Data

Data

Data

Apr 4, 2014

Calculating the Minimum Variance Portfolio in R, Pandas and IAP

Calculating the Minimum Variance Portfolio in R, Pandas and IAP

Calculating the Minimum Variance Portfolio in R, Pandas and IAP

As part of producing a demo for FP Complete's new IAP product, I

wound up implementing the Minimum Variance Portfolio calculation

for a stock portfolio in R, then in Haskell for the IAP, and

finally in Python using the NumPy and SciPy extension libraries. I

want to look at the process of writing each of these, and the

resulting code in this article. I am not an expert in these things,

so if you know a better way to do them, please let me know. In

particular, the R example was borrowed from someone else.


The function

First, we find a version of the formula for MVP that can be converted into those systems. I like the one used by Yue Kuen KWOK:

ω = Ω⁻¹ 1/ 1 ⋅ Ω⁻¹ 1

where Ω is the covariant matrix of the returns for the stocks in question.

R version

The R version is fairly straightforward - we just need to put the pieces together:

minvar <- function (px){
    Rt <- px[-1,]/px[-nrow(px),]-1
    cov.Rt <- cov(Rt)
    one.vec <- rep(1,nrow(cov.Rt))
    num <- solve(cov.Rt) %*% one.vec
    den <- as.numeric(t(one.vec) %*% num)
    return(num/den)
}

Calculating returns can be done with standard matrix operations

and slicing. The covariant function is built in, as is inverting it

(solve). Since the numerator Ω⁻¹ 1 appears in the denominator, I reuse it's value there.
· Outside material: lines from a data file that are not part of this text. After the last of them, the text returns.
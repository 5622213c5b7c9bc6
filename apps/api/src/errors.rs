use axum::{
    http::StatusCode,
    response::{IntoResponse, Response},
    Json,
};
use serde_json::json;
use thiserror::Error;

use crate::audit::AuditError;
use crate::llm_client::LlmError;

/// Application-level error type.
/// Implements `IntoResponse` so Axum handlers can return `Result<T, AppError>`.
#[derive(Debug, Error)]
pub enum AppError {
    #[error(transparent)]
    Audit(#[from] AuditError),

    #[error(transparent)]
    Generation(#[from] LlmError),

    #[error("A request for this form is already in progress")]
    Busy,
}

impl IntoResponse for AppError {
    fn into_response(self) -> Response {
        let (status, code, message) = match &self {
            AppError::Audit(e) => (StatusCode::BAD_REQUEST, "VALIDATION_ERROR", e.to_string()),
            AppError::Generation(e @ LlmError::MissingCredential) => (
                StatusCode::UNAUTHORIZED,
                "AUTHENTICATION_ERROR",
                e.user_message(),
            ),
            AppError::Generation(e @ LlmError::Transport(_)) => {
                tracing::error!("Generation transport error: {e}");
                (StatusCode::BAD_GATEWAY, "TRANSPORT_ERROR", e.user_message())
            }
            AppError::Generation(e @ LlmError::Upstream { .. }) => {
                tracing::error!("Generation upstream error: {e}");
                (StatusCode::BAD_GATEWAY, "UPSTREAM_ERROR", e.user_message())
            }
            AppError::Busy => (
                StatusCode::CONFLICT,
                "BUSY",
                "処理中です。前のリクエストが終わるまでお待ちください。".to_string(),
            ),
        };

        let body = Json(json!({
            "error": {
                "code": code,
                "message": message
            }
        }));

        (status, body).into_response()
    }
}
All the array operations were documented in the same place. That

I only needed one unit vector was a bit of a surprise, but R sized

it dynamically to work. That I had to transpose the unit vector and

use the cross product operator (%*%) to get a dot

product was a a less pleasant surprise, but is apparently a

standard R idiom.


Python version

The Python version is almost a direct copy of the R version.

def minvar(prices):
    cov = np.cov((prices[1:] / prices[:-1] - 1).transpose())
    vu = np.array(cov.shape[1] * [1], float)
    num = np.dot(np.linalg.inv(cov), vu)
    den = np.dot(vu, num)
    return num / den

In this case, I passed the returns matrix to the covariant function directly. The NumPy dot function performs

both cross products and dot products, and again the unit vector

adopts it's length dynamically.


Documentation was a bit more scattered. Being a mix of

traditional imperative and object-oriented, some functions are

functions in the module, and others are object methods. The biggest

surprise was that the returns matrix needed to be transposed before

the covariant was calculated.


Haskell version

Haskell is not quite as obvious a translation of the R and

Python versions, but is a more straightforward translation of the

original formula - once you notice that Ω⁻¹ 1 has been factored into tv. It reads from top to bottom like the

original, with the main formula at the top and the various terms

defined below.


Returns again use the standard Haskell idiom for slicing the

array. This is a bit more verbose than either R or Python, as they

are functions rather than special syntax.


The documentation was again straightforward, with everything

being a function in the hmatrix package. In this case, both unit

vectors were needed, as Haskell does not scale them automatically.

It was the least surprising in at least one way - it used a

distinct dot product operator for the two vectors rather than

transposing - whether implicitly like Python or explicitly like R -

the unit vector in a cross product.


Performance

While performance comparisons with IAP aren't very useful, as it

runs in the cloud so doing comparisons on identical systems may be

impossible, Haskell does have one interesting advantage.


All three of these systems have the same basic architecture - a

high-level language running in an interactive environment, with

bindings to low-level, fast implementations of the matrix

manipulations. Haskell adds the ability to compile your program

into native x86_64 code. Doing so reduced the wall clock time of

this short demo by roughly two orders of magnitude.


Summary

I found the IAP version a little easier to deal with. Having

custom operators and functions for everything - and this will only

get better with time - along with being able to use the

mathematical layout of the where statement just made things

a little easier to deal with. While not having unit vectors that

automatically size themselves - or transpose into matrices - is a

little inconvenient, this also exposed a problem in the original R

version, in that the unit vector's length was initially set wrong.

I'm not sure that will make any real difference, but the thought

that the language can catch such errors for me is comforting.